Pero cuando entraron José Vasconcelos y su gente, la habitación del Hotel Cananea ya estaba destruida.
En la estación de trenes de Guadalajara había una multitud de mujeres, niños y hombres esperando a Vasconcelos con letreros que decían “ESPERANZA Y GRANDEZA. ESTA ES LA HORA DEL DESTINO”.
Entró una formación de soldados y se partió en cuatro columnas que penetraron la multitud y la partieron en pedazos cuando erizaron sus armas.
Se abrió la puerta del vagón y a Vasconcelos lo deslumbró la luz de la nave. Detrás de él estaba el ingeniero Federico Méndez Rivas retorciéndose el bigote, y junto a él estaban Juanito Ruiz y el gigantesco Pedro Salazar Félix.
El ingeniero Méndez Rivas le susurró a Vasconcelos:
-Esta es la bienvenida más deprimente hasta el momento, ¿no le parece, Licenciado?
Observaron a la gente cubierta en sangre, a las mujeres con caras de pesadilla, a los soldados empalidecidos mirando hacia abajo, a los francotiradores con las metralletas apuntándoles desde las esquinas de la Central.
Vasconcelos tragó saliva y miró hacia la multitud.
Juanito le murmuró:
-Licenciado, tenemos cinco segundos para descubrir si nos van a matar. Cinco, cuatro, tres, dos, uno –y cerró los ojos. Los abrió y sonrió-. Bueno, tenemos un día más en este triste planeta.
Vasconcelos volteó hacia atrás. El enorme Pedro Salazar Félix, con las enormes mandíbulas prensadas, lo miró desde lo alto y le dijo:
-Licenciado, déjeme ponerme delante de usted para cacharle los disparos –y suavemente lo jaló hacia dentro del vagón, pero Vasconcelos lo resistió y le apartó el brazo-.
-No, Pedro.
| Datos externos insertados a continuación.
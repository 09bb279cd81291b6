use glam::{Vec2, Vec3, Vec4};

use super::{Point, Point4, Surface};
use crate::math::lanes::Float4x3;

/// Unit square in the XZ plane, centered on the origin, facing +Y.
#[derive(Debug, Default, Clone, Copy)]
pub struct Plane;

impl Surface for Plane {
    fn point(&self, uv: Vec2) -> Point {
        Point {
            position: Vec3::new(uv.x - 0.5, 0.0, uv.y - 0.5),
            normal: Vec3::Y,
        }
    }

    fn point4(&self, u: Vec4, v: Vec4) -> Point4 {
        Point4 {
            positions: Float4x3::new(u - 0.5, Vec4::ZERO, v - 0.5),
            normals: Float4x3::splat(Vec3::Y),
        }
    }
}
pub mod float;
pub mod lanes;
pub mod transform;
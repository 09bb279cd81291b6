use glam::Vec3;

pub trait FloatAsExt: Sized {
    /// Returns `Some(f)` if f is far enough from zero (further than `eps`) else returns None
    ///
    /// Returns None for NaN and Some(f) for +/- infty
    fn into_non_zero(self, eps: Self) -> Option<Self>;

    /// Returns `Some(f)` is f is finite else returns None
    ///
    /// Returns None for NaN and +/- infty
    fn into_finite(self) -> Option<Self>;
}

impl FloatAsExt for f32 {
    fn into_non_zero(self, eps: Self) -> Option<f32> {
        (self.abs() > eps).then_some(self)
    }

    fn into_finite(self) -> Option<f32> {
        self.is_finite().then_some(self)
    }
}

pub trait Vec3AsNonZero: Sized {
    fn into_non_zero(self, eps: f32) -> Option<Self>;
}

impl Vec3AsNonZero for Vec3 {
    fn into_non_zero(self, eps: f32) -> Option<Self> {
        self.length_squared().into_non_zero(eps * eps).and(Some(self))
    }
}

/// Hermite easing `3p² - 2p³`, unclamped.
#[inline]
pub fn smoothstep(p: f32) -> f32 {
    p * p * (3.0 - 2.0 * p)
}
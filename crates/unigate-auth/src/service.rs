//! Account lifecycle orchestration — registration, login, and the
//! OTP-gated recovery flows.

use chrono::Utc;
use tracing::{info, warn};
use unigate_core::error::{UnigateError, UnigateResult};
use unigate_core::models::profile::{CreateProfile, ProfileKind};
use unigate_core::models::register::RegisterRequest;
use unigate_core::models::user::{CreateUser, OtpEffect, UpdateUser, User};
use unigate_core::repository::{
    PaginatedResult, Pagination, ProfileRepository, UserRepository,
};

use crate::attempts::LoginAttemptTracker;
use crate::config::AuthConfig;
use crate::email::OtpSender;
use crate::error::AuthError;
use crate::otp;
use crate::password;
use crate::token;

/// Input for the login flow.
#[derive(Debug)]
pub struct LoginInput {
    pub username: String,
    pub password: String,
}

/// Successful login result.
#[derive(Debug)]
pub struct LoginOutput {
    /// Signed JWT bearer token, surfaced to clients under
    /// [`token::JWT_TOKEN_HEADER`].
    pub token: String,
    /// Token lifetime in seconds.
    pub expires_in: u64,
    /// The authenticated user.
    pub user: User,
}

/// Input for the password-recovery verification flow.
#[derive(Debug)]
pub struct ResetPasswordInput {
    pub username: String,
    pub otp: String,
    pub new_password: String,
}

/// Input for the username-recovery verification flow.
#[derive(Debug)]
pub struct RenameInput {
    pub otp: String,
    pub new_username: String,
}

/// Contact-email resolution order for password recovery: the first
/// linked profile with a non-empty email wins.
const RECOVERY_EMAIL_ORDER: [ProfileKind; 4] = [
    ProfileKind::Student,
    ProfileKind::Employee,
    ProfileKind::External,
    ProfileKind::Guest,
];

/// Account lifecycle service.
///
/// Generic over its collaborators so the orchestration layer has no
/// dependency on the database crate or a concrete mail transport.
pub struct AccountService<U, P, M, A>
where
    U: UserRepository,
    P: ProfileRepository,
    M: OtpSender,
    A: LoginAttemptTracker,
{
    users: U,
    profiles: P,
    mailer: M,
    attempts: A,
    config: AuthConfig,
}

impl<U, P, M, A> AccountService<U, P, M, A>
where
    U: UserRepository,
    P: ProfileRepository,
    M: OtpSender,
    A: LoginAttemptTracker,
{
    pub fn new(users: U, profiles: P, mailer: M, attempts: A, config: AuthConfig) -> Self {
        Self {
            users,
            profiles,
            mailer,
            attempts,
            config,
        }
    }

    /// Register a new account against a person profile.
    ///
    /// Employees, students, and externals must already have a profile
    /// on record, located by its domain number; guests are created
    /// from the request. The new account starts locked, with a fresh
    /// OTP delivered to the profile's email for the unlock step.
    pub async fn register(&self, request: RegisterRequest) -> UnigateResult<User> {
        // 1. Policy before any lookup.
        password::validate_policy(&request.password)?;

        // 2. The username must be globally unique.
        if self
            .users
            .find_by_username(&request.username)
            .await?
            .is_some()
        {
            return Err(UnigateError::AlreadyExists {
                entity: "username".into(),
            });
        }

        // 3. Exactly one person-profile claim drives the registration.
        let (kind, claim) =
            request
                .primary_claim()
                .ok_or_else(|| UnigateError::Validation {
                    message: "registration requires a person profile".into(),
                })?;

        // 4. Resolve the profile.
        let profile = match kind {
            ProfileKind::Guest => {
                let email = claim
                    .email
                    .clone()
                    .filter(|e| !e.is_empty())
                    .ok_or_else(|| UnigateError::Validation {
                        message: "guest registration requires an email address".into(),
                    })?;
                self.profiles
                    .create(CreateProfile {
                        kind,
                        number: claim.number.clone(),
                        email,
                    })
                    .await?
            }
            _ => self
                .profiles
                .find_by_number(kind, &claim.number)
                .await?
                .ok_or_else(|| UnigateError::NotFound {
                    entity: "profile".into(),
                    id: format!("{}={}", kind.as_str(), claim.number),
                })?,
        };

        // 5. Issue the initial OTP and deliver it before anything is
        //    persisted — a delivery failure aborts the registration.
        let code = otp::generate_otp();
        self.mailer.send_otp(&profile.email, &code).await?;

        let role = kind.role();
        let user = self
            .users
            .create(CreateUser {
                username: request.username.clone(),
                password: request.password.clone(),
                otp: code,
                role,
                authorities: self.config.role_authorities.authorities_for(role),
            })
            .await?;
        self.profiles.link_user(profile.id, user.id).await?;

        info!(username = %user.username, kind = kind.as_str(), "registered new account");
        Ok(user)
    }

    /// Authenticate a username/password pair and issue a bearer token.
    pub async fn login(&self, input: LoginInput) -> UnigateResult<LoginOutput> {
        // 1. Credential lookup. A missing user surfaces as NotFound,
        //    not as a credential failure.
        let user = self.users.get_by_username(&input.username).await?;

        // 2. Verify the password.
        let valid = password::verify_password(
            &input.password,
            &user.password_hash,
            self.config.pepper.as_deref(),
        )
        .map_err(UnigateError::from)?;
        if !valid {
            self.attempts.record_failure(&user.username);
            return Err(AuthError::InvalidCredentials.into());
        }

        // 3. Lock state is (re)computed only at successful-credential
        //    time: an unlocked account picks up the tracker's verdict,
        //    a locked one gets its counter reset.
        let locked = if !user.locked {
            self.attempts.has_exceeded_max_attempts(&user.username)
        } else {
            self.attempts.evict(&user.username);
            true
        };

        let user = self
            .users
            .update(
                user.id,
                UpdateUser {
                    locked: Some(locked),
                    last_login_at: Some(Utc::now()),
                    ..Default::default()
                },
            )
            .await?;

        if user.locked {
            warn!(username = %user.username, "login rejected: account locked");
            return Err(AuthError::AccountLocked.into());
        }
        if !user.active {
            return Err(AuthError::AccountDisabled.into());
        }

        // 4. Issue the bearer token.
        let token = token::issue_access_token(&user, &self.config)?;
        Ok(LoginOutput {
            token,
            expires_in: self.config.token_lifetime_secs,
            user,
        })
    }

    /// Start password recovery: issue a fresh OTP and mail it to the
    /// user's profile email.
    ///
    /// The code is dispatched before it is persisted, so a user with
    /// no reachable email keeps whatever OTP state they had.
    pub async fn forgot_password(&self, username: &str) -> UnigateResult<User> {
        let user = self.users.get_by_username(username).await?;

        let profiles = self.profiles.list_by_user(user.id).await?;
        let email = RECOVERY_EMAIL_ORDER.iter().find_map(|kind| {
            profiles
                .iter()
                .find(|p| p.kind == *kind && !p.email.is_empty())
                .map(|p| p.email.clone())
        });
        let Some(email) = email else {
            return Err(UnigateError::Delivery(
                "no email associated with this user for password reset".into(),
            ));
        };

        let code = otp::generate_otp();
        self.mailer.send_otp(&email, &code).await?;

        let user = self
            .users
            .update(
                user.id,
                UpdateUser {
                    otp: Some(Some(code)),
                    ..Default::default()
                },
            )
            .await?;
        info!(username = %user.username, "password-recovery OTP issued");
        Ok(user)
    }

    /// Complete password recovery: on a matching OTP, replace the
    /// password and clear the code.
    pub async fn verify_otp_forgot_password(
        &self,
        input: ResetPasswordInput,
    ) -> UnigateResult<User> {
        // Policy first: a weak replacement consumes no OTP attempt.
        password::validate_policy(&input.new_password)?;

        let user = self.users.get_by_username(&input.username).await?;
        let hash = password::hash_password(&input.new_password, self.config.pepper.as_deref())
            .map_err(UnigateError::from)?;

        self.users
            .consume_otp(user.id, &input.otp, OtpEffect::SetPassword(hash))
            .await?
            .ok_or(UnigateError::OtpMismatch)
    }

    /// Account-unlock verification.
    ///
    /// Boolean outcome: mismatches and unknown usernames report
    /// failure rather than raising an error, unlike the other OTP
    /// paths.
    pub async fn verify_otp(&self, username: &str, code: &str) -> UnigateResult<bool> {
        let Some(user) = self.users.find_by_username(username).await? else {
            return Ok(false);
        };

        let unlocked = self
            .users
            .consume_otp(user.id, code, OtpEffect::Unlock)
            .await?
            .is_some();
        if unlocked {
            info!(username, "account unlocked");
        }
        Ok(unlocked)
    }

    /// Start username recovery: locate the user through a profile
    /// email, issue a fresh OTP, and mail it to that address.
    ///
    /// Here the code is persisted before dispatch; a failed send
    /// leaves it pending.
    pub async fn forgot_username(&self, email: &str) -> UnigateResult<User> {
        let user_id = self
            .profiles
            .find_by_email(email)
            .await?
            .and_then(|p| p.user_id)
            .ok_or_else(|| UnigateError::NotFound {
                entity: "user".into(),
                id: format!("email={email}"),
            })?;
        let user = self.users.get_by_id(user_id).await?;

        let code = otp::generate_otp();
        let user = self
            .users
            .update(
                user.id,
                UpdateUser {
                    otp: Some(Some(code.clone())),
                    ..Default::default()
                },
            )
            .await?;
        self.mailer.send_otp(email, &code).await?;

        info!(username = %user.username, "username-recovery OTP issued");
        Ok(user)
    }

    /// Complete username recovery: the submitted OTP locates the
    /// account, and a matching consumption renames it.
    pub async fn verify_otp_forgot_username(&self, input: RenameInput) -> UnigateResult<User> {
        let user = self
            .users
            .find_by_otp(&input.otp)
            .await?
            .ok_or(UnigateError::OtpMismatch)?;

        // The desired name must not belong to anyone else.
        if let Some(existing) = self.users.find_by_username(&input.new_username).await? {
            if existing.id != user.id {
                return Err(UnigateError::AlreadyExists {
                    entity: "username".into(),
                });
            }
        }

        self.users
            .consume_otp(user.id, &input.otp, OtpEffect::Rename(input.new_username))
            .await?
            .ok_or(UnigateError::OtpMismatch)
    }

    /// Paginated listing of all users.
    pub async fn list_users(&self, pagination: Pagination) -> UnigateResult<PaginatedResult<User>> {
        self.users.list(pagination).await
    }
}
Si un disparo va a caer esta noche, el único que debe recibirlo soy yo.
-¡México! ¡Tu corazón, tus tierras y tu sangre engendraron a mi madre! ¡Y mi madre creyó siempre en tu promesa! ¡México! ¡Estoy aquí para cumplir esa promesa! ¡México: te prometo aquí esta noche que llevaremos tu nombre hacia la cumbre donde están las potencias que reinan sobre el mundo! ¡Y una vez ahí aferraremos las riendas y conduciremos a los tiranos a deponer sus armas y a ceder a todas las naciones el control mancomunado de la Tierra, en la nueva era, la era de la paz!
¡Soldados! ¡Llevemos a México a la gloria y a la grandeza! –y los miró- Esa promesa –e indicó “pequeño” con los dedos-, esa pequeña flama de esperanza que nunca se apaga ha estado esperando oculta y en silencio, desde el principio de los tiempos, en el interior oscuro de las ruinas secretas de nuestro México, la llegada final de este momento –y alzó los brazos.
¡Mexicanos, estamos aquí vivos! ¡Nos tocó vivir en este instante del tiempo!
¡México, levántate!
¡México, este es el momento de despertar!
¡Este es el momento de unificarnos
con todos y cambiar todas las cosas!